Now, at the age of 92, McGowan has decided to retire his dated computer after more than 1,100 consecutive weeks of writing.
“I never missed a week,” McGowan recalled. “That’s really something.”
Those who have read his columns throughout the years are well acquainted with McGowan’s challenging childhood in Paris, Tenn., during the Great Depression, his sobering experiences in Patton’s Third Army during World War II and his devoted enthusiasm for American naturalists like Henry David Thoreau and Ralph Waldo Emerson.
Those who studied under him in the Depart-ment of Biological Sciences know McGowan as a bright professor with a reputation for capturing the imagination of his students.
“He was a wonderful teacher,” said Ellen McGowan, his wife of 70 years. “His courses changed the way many students looked at the world.”
Hired by Memphis State in 1949, McGowan taught subject matter like botany and ornithology.
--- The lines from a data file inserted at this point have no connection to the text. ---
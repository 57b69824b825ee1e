//! Dynamics compressor effect.

use patchcord_core::{AudioContext, NodeId, ParamDescriptor, ParamName, ParamUnit};
use serde::{Deserialize, Serialize};

use crate::effect::{Effect, EffectKind, unknown_param};
use crate::error::EffectError;
use crate::node_graph::NodeGraph;
use crate::store::ParameterStore;

/// Configuration for [`Compressor`]. Every control defaults to 0.
#[derive(Debug, Clone, Default, PartialEq, Serialize, Deserialize)]
#[serde(default)]
pub struct CompressorSettings {
    /// Level (default 0.5).
    #[serde(skip_serializing_if = "Option::is_none")]
    pub level: Option<f32>,
    /// Threshold in dB.
    #[serde(skip_serializing_if = "Option::is_none")]
    pub threshold: Option<f32>,
    /// Knee width in dB.
    #[serde(skip_serializing_if = "Option::is_none")]
    pub knee: Option<f32>,
    /// Ratio (n:1); values up to 1 leave the signal uncompressed.
    #[serde(skip_serializing_if = "Option::is_none")]
    pub ratio: Option<f32>,
    /// Attack in seconds.
    #[serde(skip_serializing_if = "Option::is_none")]
    pub attack: Option<f32>,
    /// Release in seconds.
    #[serde(skip_serializing_if = "Option::is_none")]
    pub release: Option<f32>,
}

/// Pass-through configuration of a single dynamics-compressor node.
///
/// With everything at its default of 0 the node runs at a 0 dB threshold
/// with a hard knee, and the ratio of 0 computes as 1:1, so the compressor
/// is transparent until configured.
///
/// ## Parameters
///
/// | Key | Range | Default |
/// |-----|-------|---------|
/// | `level` | 0–1 | 0.5 |
/// | `threshold` | −100–0 dB | 0 |
/// | `knee` | 0–40 dB | 0 |
/// | `ratio` | 1–20 | 0 |
/// | `attack` | 0–1 s | 0 |
/// | `release` | 0–1 s | 0 |
#[derive(Debug, Clone)]
pub struct Compressor {
    graph: NodeGraph,
    settings: ParameterStore,
    level: f32,
    threshold: f32,
    knee: f32,
    ratio: f32,
    attack: f32,
    release: f32,
}

impl Compressor {
    /// Numeric parameters.
    pub const PARAMS: &'static [ParamDescriptor] = &[
        ParamDescriptor::level(),
        ParamDescriptor::gain_db("Threshold", "threshold", -100.0, 0.0, 0.0).with_short_name("Thresh"),
        ParamDescriptor::gain_db("Knee", "knee", 0.0, 40.0, 0.0),
        // ratios of 1 or less leave the signal uncompressed
        ParamDescriptor::new("Ratio", "ratio", ParamUnit::Ratio, 0.0, 20.0, 0.0).with_step(0.1),
        ParamDescriptor::time_secs("Attack", "attack", 0.0, 1.0, 0.0),
        ParamDescriptor::time_secs("Release", "release", 0.0, 1.0, 0.0),
    ];

    /// Builds the compressor node and applies `settings`.
    pub fn new(ctx: &mut AudioContext, settings: CompressorSettings) -> Result<Self, EffectError> {
        let node = ctx.create_dynamics_compressor();
        let comp = Self {
            graph: NodeGraph::single(node),
            settings: ParameterStore::from_settings(&settings),
            level: settings.level.unwrap_or(0.5),
            threshold: settings.threshold.unwrap_or(0.0),
            knee: settings.knee.unwrap_or(0.0),
            ratio: settings.ratio.unwrap_or(0.0),
            attack: settings.attack.unwrap_or(0.0),
            release: settings.release.unwrap_or(0.0),
        };
        comp.push_all(ctx)?;
        tracing::debug!(
            threshold = comp.threshold,
            ratio = comp.ratio,
            "compressor created"
        );
        Ok(comp)
    }

    fn push_all(&self, ctx: &mut AudioContext) -> Result<(), EffectError> {
        let node = self.node();
        ctx.set_param_value(node, ParamName::Threshold, self.threshold)?;
        ctx.set_param_value(node, ParamName::Knee, self.knee)?;
        ctx.set_param_value(node, ParamName::Ratio, self.ratio)?;
        ctx.set_param_value(node, ParamName::Attack, self.attack)?;
        ctx.set_param_value(node, ParamName::Release, self.release)?;
        Ok(())
    }

    /// Returns the compressor node.
    pub fn node(&self) -> NodeId {
        self.graph.main()
    }

    /// Returns the gain reduction the node is currently applying, in dB.
    pub fn reduction(&self, ctx: &AudioContext) -> Result<f32, EffectError> {
        Ok(ctx.compressor_reduction(self.node())?)
    }

    /// Returns the threshold in dB.
    pub fn threshold(&self) -> f32 {
        self.threshold
    }

    /// Sets the threshold in dB.
    pub fn set_threshold(&mut self, ctx: &mut AudioContext, db: f32) -> Result<(), EffectError> {
        ctx.set_param_value(self.node(), ParamName::Threshold, db)?;
        self.threshold = db;
        self.settings.record("threshold", db);
        Ok(())
    }

    /// Returns the knee width in dB.
    pub fn knee(&self) -> f32 {
        self.knee
    }

    /// Sets the knee width in dB.
    pub fn set_knee(&mut self, ctx: &mut AudioContext, db: f32) -> Result<(), EffectError> {
        ctx.set_param_value(self.node(), ParamName::Knee, db)?;
        self.knee = db;
        self.settings.record("knee", db);
        Ok(())
    }

    /// Returns the ratio.
    pub fn ratio(&self) -> f32 {
        self.ratio
    }

    /// Sets the ratio.
    pub fn set_ratio(&mut self, ctx: &mut AudioContext, ratio: f32) -> Result<(), EffectError> {
        ctx.set_param_value(self.node(), ParamName::Ratio, ratio)?;
        self.ratio = ratio;
        self.settings.record("ratio", ratio);
        Ok(())
    }

    /// Returns the attack in seconds.
    pub fn attack(&self) -> f32 {
        self.attack
    }

    /// Sets the attack in seconds.
    pub fn set_attack(&mut self, ctx: &mut AudioContext, secs: f32) -> Result<(), EffectError> {
        ctx.set_param_value(self.node(), ParamName::Attack, secs)?;
        self.attack = secs;
        self.settings.record("attack", secs);
        Ok(())
    }

    /// Returns the release in seconds.
    pub fn release(&self) -> f32 {
        self.release
    }

    /// Sets the release in seconds.
    pub fn set_release(&mut self, ctx: &mut AudioContext, secs: f32) -> Result<(), EffectError> {
        ctx.set_param_value(self.node(), ParamName::Release, secs)?;
        self.release = secs;
        self.settings.record("release", secs);
        Ok(())
    }
}

impl Effect for Compressor {
    fn kind(&self) -> EffectKind {
        EffectKind::Compressor
    }

    fn graph(&self) -> &NodeGraph {
        &self.graph
    }

    fn graph_mut(&mut self) -> &mut NodeGraph {
        &mut self.graph
    }

    fn settings(&self) -> &ParameterStore {
        &self.settings
    }

    fn settings_mut(&mut self) -> &mut ParameterStore {
        &mut self.settings
    }

    fn level(&self) -> f32 {
        self.level
    }

    fn set_level(&mut self, _ctx: &mut AudioContext, level: f32) -> Result<(), EffectError> {
        self.level = level;
        self.settings.record("level", level);
        Ok(())
    }

    fn get_param(&self, name: &str) -> Option<f32> {
        match name {
            "level" => Some(self.level),
            "threshold" => Some(self.threshold),
            "knee" => Some(self.knee),
            "ratio" => Some(self.ratio),
            "attack" => Some(self.attack),
            "release" => Some(self.release),
            _ => None,
        }
    }

    fn set_param(&mut self, ctx: &mut AudioContext, name: &str, value: f32) -> Result<(), EffectError> {
        match name {
            "level" => self.set_level(ctx, value),
            "threshold" => self.set_threshold(ctx, value),
            "knee" => self.set_knee(ctx, value),
            "ratio" => self.set_ratio(ctx, value),
            "attack" => self.set_attack(ctx, value),
            "release" => self.set_release(ctx, value),
            _ => Err(unknown_param(self.kind(), name)),
        }
    }
}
He even created the school’s first general ecology course.
“I wrote the manual,” he said.
Proof of McGowan’s reputation as a passionate teacher who was always at ease in the classroom remains evident to this day.
“Former students still approach him when we are out,” Ellen said. “They say how much he influenced their lives.”
It wasn’t just the classroom where McGowan felt at home. He fondly remembers hundreds of field trips to Reelfoot Lake and Meeman-Shelby Forest State Park to teach field botany and ecology.
During his tenure at the University of Memphis, McGowan received the Distinguished Teaching Award and the Distin-guished Lifetime Service Award from the Tennessee Environmental Education Association. He also helped raise his children on 25 acres of land just outside of Collierville.
Before leaving his teaching job in 1980, McGowan bought 100 acres of rural land in Perry County on which to retire.
While McGowan now admittedly struggles at times to find the right word during the course of a conversation, he can still remember exactly how much he paid for that property more than 35 years ago.
“It was $2,700,” he recalled. “Can you believe that? And we paid $6.40 in taxes every year.”
And those aren’t the only intricate details that McGowan can conjure to mind in a moment’s notice. He remembers exactly how much money he made at his first job in 1938. Perhaps more impressive, he recalls how much his mother made, a knack that was likely born from a childhood suspended in the uncertainty of the Great Depression.
Born in Paris, Tenn., in 1922, McGowan recalls a relatively pleasant childhood during his early years.
“Before 1929,” he said, “everyone in this country thought everything was rosy.”
The son of a “railroad man,” McGowan lived a comfortable and stable life with his older brother, Hugh, and mother, Elizabeth. He even had a pony.
“Then,” McGowan remembered, “BANGO! The Great Depression hits and my father loses his job.”
Like many Americans, the McGowan family lost their home and car. The family relocated to Paducah, Ky., in 1936. However, within a month the Ohio River flood of 1937 forced the family back to Paris, where they stayed at a Methodist minister’s house. McGowan’s mother cooked to pay for boarding.
Tragedy struck again when McGowan’s father died of influenza encephalitis at the age of 52.
“That left my mother without a thing except her wonderful character and determination,” McGowan said.
Elizabeth finally found work at Lambuth University in Jackson, Tenn., as a house mother. She lived in the girls’ dormitory while Robert took up residence in the boys’ dorm.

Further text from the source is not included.